**EXERCISE AIM**
Exact reproduction of all the data is needed.

**DATA TO PROCESS**
//! Storage abstraction for the query service.

use std::future::Future;

use tally_shared::types::{BudgetId, TransactionId, UserId};
use thiserror::Error;

use crate::budget::Budget;
use crate::category::CategoryRegistry;
use crate::transaction::{Transaction, TransactionFilter};

/// Failure reported by a store implementation.
#[derive(Debug, Error, Clone, PartialEq, Eq)]
pub enum StoreError {
    /// The backing store could not be reached or read.
    #[error("store unavailable: {0}")]
    Unavailable(String),

    /// A mutation could not be made durable.
    #[error("failed to persist changes: {0}")]
    Persistence(String),
}

/// Repository trait for per-user budgets, transactions and categories.
///
/// Implementations hand out owned copies; the service never holds a
/// reference into the store across calls.
pub trait LedgerStore: Send + Sync {
    /// All budgets of a user, active or not, in creation order.
    fn budgets(
        &self,
        user_id: UserId,
    ) -> impl Future<Output = Result<Vec<Budget>, StoreError>> + Send;

    /// Inserts a new budget.
    fn insert_budget(&self, budget: Budget) -> impl Future<Output = Result<(), StoreError>> + Send;

    /// Replaces a stored budget. Returns false if it does not exist.
    fn update_budget(
        &self,
        budget: Budget,
    ) -> impl Future<Output = Result<bool, StoreError>> + Send;

    /// Deletes a budget. Returns false if it does not exist.
    fn delete_budget(
        &self,
        user_id: UserId,
        budget_id: BudgetId,
    ) -> impl Future<Output = Result<bool, StoreError>> + Send;

    /// Transactions of a user matching `filter`, in no particular order.
    fn transactions(
        &self,
        user_id: UserId,
        filter: TransactionFilter,
    ) -> impl Future<Output = Result<Vec<Transaction>, StoreError>> + Send;

    /// Inserts a new transaction.
    fn insert_transaction(
        &self,
        transaction: Transaction,
    ) -> impl Future<Output = Result<(), StoreError>> + Send;

    /// Replaces a stored transaction. Returns false if it does not exist.
    fn update_transaction(
        &self,
        transaction: Transaction,
    ) -> impl Future<Output = Result<bool, StoreError>> + Send;

    /// Deletes a transaction. Returns false if it does not exist.
    fn delete_transaction(
        &self,
        user_id: UserId,
        transaction_id: TransactionId,
    ) -> impl Future<Output = Result<bool, StoreError>> + Send;

    /// Deletes every transaction of a user, returning how many were removed.
    fn clear_transactions(
        &self,
        user_id: UserId,
    ) -> impl Future<Output = Result<usize, StoreError>> + Send;

    /// The user's category registry, if one was ever saved.
    fn categories(
        &self,
        user_id: UserId,
    ) -> impl Future<Output = Result<Option<CategoryRegistry>, StoreError>> + Send;

    /// Stores the user's category registry.
    fn save_categories(
        &self,
        user_id: UserId,
        registry: CategoryRegistry,
    ) -> impl Future<Output = Result<(), StoreError>> + Send;
}
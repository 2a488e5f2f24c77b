//! Per-user category registry.

pub mod error;
pub mod registry;

pub use error::CategoryError;
pub use registry::CategoryRegistry;
//! Income/expense totals and per-category breakdown.

use std::collections::BTreeMap;

use rust_decimal::Decimal;
use serde::{Deserialize, Serialize};

use super::error::TransactionError;
use super::types::{Transaction, TransactionType};

/// Per-category totals, split by direction.
#[derive(Debug, Clone, Default, PartialEq, Eq, Serialize, Deserialize)]
pub struct CategoryBreakdown {
    /// Income totals keyed by category.
    pub income: BTreeMap<String, Decimal>,
    /// Expense totals keyed by category.
    pub expense: BTreeMap<String, Decimal>,
}

/// Totals over a set of transactions.
#[derive(Debug, Clone, Default, PartialEq, Eq, Serialize, Deserialize)]
pub struct FinancialSummary {
    /// Sum of income.
    pub income: Decimal,
    /// Sum of expenses.
    pub expenses: Decimal,
    /// `income - expenses`.
    pub balance: Decimal,
    /// Totals per category.
    pub category_breakdown: CategoryBreakdown,
}

impl FinancialSummary {
    /// Aggregates the given transactions in a single pass.
    ///
    /// # Errors
    ///
    /// Returns `TransactionError::Overflow` if a total leaves the `Decimal` range.
    pub fn from_transactions<'a, I>(transactions: I) -> Result<Self, TransactionError>
    where
        I: IntoIterator<Item = &'a Transaction>,
    {
        let mut summary = Self::default();

        for transaction in transactions {
            let (total, bucket) = match transaction.kind {
                TransactionType::Income => (
                    &mut summary.income,
                    &mut summary.category_breakdown.income,
                ),
                TransactionType::Expense => (
                    &mut summary.expenses,
                    &mut summary.category_breakdown.expense,
                ),
            };
            *total = checked_add(*total, transaction.amount)?;
            let category = bucket
                .entry(transaction.category.clone())
                .or_insert(Decimal::ZERO);
            *category = checked_add(*category, transaction.amount)?;
        }

        summary.balance = summary
            .income
            .checked_sub(summary.expenses)
            .ok_or(TransactionError::Overflow)?;
        Ok(summary)
    }
}

fn checked_add(total: Decimal, amount: Decimal) -> Result<Decimal, TransactionError> {
    total.checked_add(amount).ok_or(TransactionError::Overflow)
}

**OUTPUT**
//! Storage abstraction for the query service.

use std::future::Future;

use tally_shared::types::{BudgetId, TransactionId, UserId};
use thiserror::Error;

use crate::budget::Budget;
use crate::category::CategoryRegistry;
use crate::transaction::{Transaction, TransactionFilter};

/// Failure reported by a store implementation.
#[derive(Debug, Error, Clone, PartialEq, Eq)]
pub enum StoreError {
    /// The backing store could not be reached or read.
    #[error("store unavailable: {0}")]
    Unavailable(String),

    /// A mutation could not be made durable.
    #[error("failed to persist changes: {0}")]
    Persistence(String),
}

/// Repository trait for per-user budgets, transactions and categories.
///
/// Implementations hand out owned copies; the service never holds a
/// reference into the store across calls.
pub trait LedgerStore: Send + Sync {
    /// All budgets of a user, active or not, in creation order.
    fn budgets(
        &self,
        user_id: UserId,
    ) -> impl Future<Output = Result<Vec<Budget>, StoreError>> + Send;

    /// Inserts a new budget.
    fn insert_budget(&self, budget: Budget) -> impl Future<Output = Result<(), StoreError>> + Send;

    /// Replaces a stored budget. Returns false if it does not exist.
    fn update_budget(
        &self,
        budget: Budget,
    ) -> impl Future<Output = Result<bool, StoreError>> + Send;

    /// Deletes a budget. Returns false if it does not exist.
    fn delete_budget(
        &self,
        user_id: UserId,
        budget_id: BudgetId,
    ) -> impl Future<Output = Result<bool, StoreError>> + Send;

    /// Transactions of a user matching `filter`, in no particular order.
    fn transactions(
        &self,
        user_id: UserId,
        filter: TransactionFilter,
    ) -> impl Future<Output = Result<Vec<Transaction>, StoreError>> + Send;

    /// Inserts a new transaction.
    fn insert_transaction(
        &self,
        transaction: Transaction,
    ) -> impl Future<Output = Result<(), StoreError>> + Send;

    /// Replaces a stored transaction. Returns false if it does not exist.
    fn update_transaction(
        &self,
        transaction: Transaction,
    ) -> impl Future<Output = Result<bool, StoreError>> + Send;

    /// Deletes a transaction. Returns false if it does not exist.
    fn delete_transaction(
        &self,
        user_id: UserId,
        transaction_id: TransactionId,
    ) -> impl Future<Output = Result<bool, StoreError>> + Send;

    /// Deletes every transaction of a user, returning how many were removed.
    fn clear_transactions(
        &self,
        user_id: UserId,
    ) -> impl Future<Output = Result<usize, StoreError>> + Send;

    /// The user's category registry, if one was ever saved.
    fn categories(
        &self,
        user_id: UserId,
    ) -> impl Future<Output = Result<Option<CategoryRegistry>, StoreError>> + Send;

    /// Stores the user's category registry.
    fn save_categories(
        &self,
        user_id: UserId,
        registry: CategoryRegistry,
    ) -> impl Future<Output = Result<(), StoreError>> + Send;
}
repository 2a488e5f2f24c77b
//! Per-user category registry.

pub mod error;
pub mod registry;

pub use error::CategoryError;
pub use registry::CategoryRegistry;
//! Income/expense totals and per-category breakdown.

use std::collections::BTreeMap;

use rust_decimal::Decimal;
use serde::{Deserialize, Serialize};

use super::error::TransactionError;
use super::types::{Transaction, TransactionType};

/// Per-category totals, split by direction.
#[derive(Debug, Clone, Default, PartialEq, Eq, Serialize, Deserialize)]
pub struct CategoryBreakdown {
    /// Income totals keyed by category.
    pub income: BTreeMap<String, Decimal>,
    /// Expense totals keyed by category.
    pub expense: BTreeMap<String, Decimal>,
}

/// Totals over a set of transactions.
#[derive(Debug, Clone, Default, PartialEq, Eq, Serialize, Deserialize)]
pub struct FinancialSummary {
    /// Sum of income.
    pub income: Decimal,
    /// Sum of expenses.
    pub expenses: Decimal,
    /// `income - expenses`.
    pub balance: Decimal,
    /// Totals per category.
    pub category_breakdown: CategoryBreakdown,
}

impl FinancialSummary {
    /// Aggregates the given transactions in a single pass.
    ///
    /// # Errors
    ///
    /// Returns `TransactionError::Overflow` if a total leaves the `Decimal` range.
    pub fn from_transactions<'a, I>(transactions: I) -> Result<Self, TransactionError>
    where
        I: IntoIterator<Item = &'a Transaction>,
    {
        let mut summary = Self::default();

        for transaction in transactions {
            let (total, bucket) = match transaction.kind {
                TransactionType::Income => (
                    &mut summary.income,
                    &mut summary.category_breakdown.income,
                ),
                TransactionType::Expense => (
                    &mut summary.expenses,
                    &mut summary.category_breakdown.expense,
                ),
            };
            *total = checked_add(*total, transaction.amount)?;
            let category = bucket
                .entry(transaction.category.clone())
                .or_insert(Decimal::ZERO);
            *category = checked_add(*category, transaction.amount)?;
        }

        summary.balance = summary
            .income
            .checked_sub(summary.expenses)
            .ok_or(TransactionError::Overflow)?;
        Ok(summary)
    }
}

fn checked_add(total: Decimal, amount: Decimal) -> Result<Decimal, TransactionError> {
    total.checked_add(amount).ok_or(TransactionError::Overflow)
}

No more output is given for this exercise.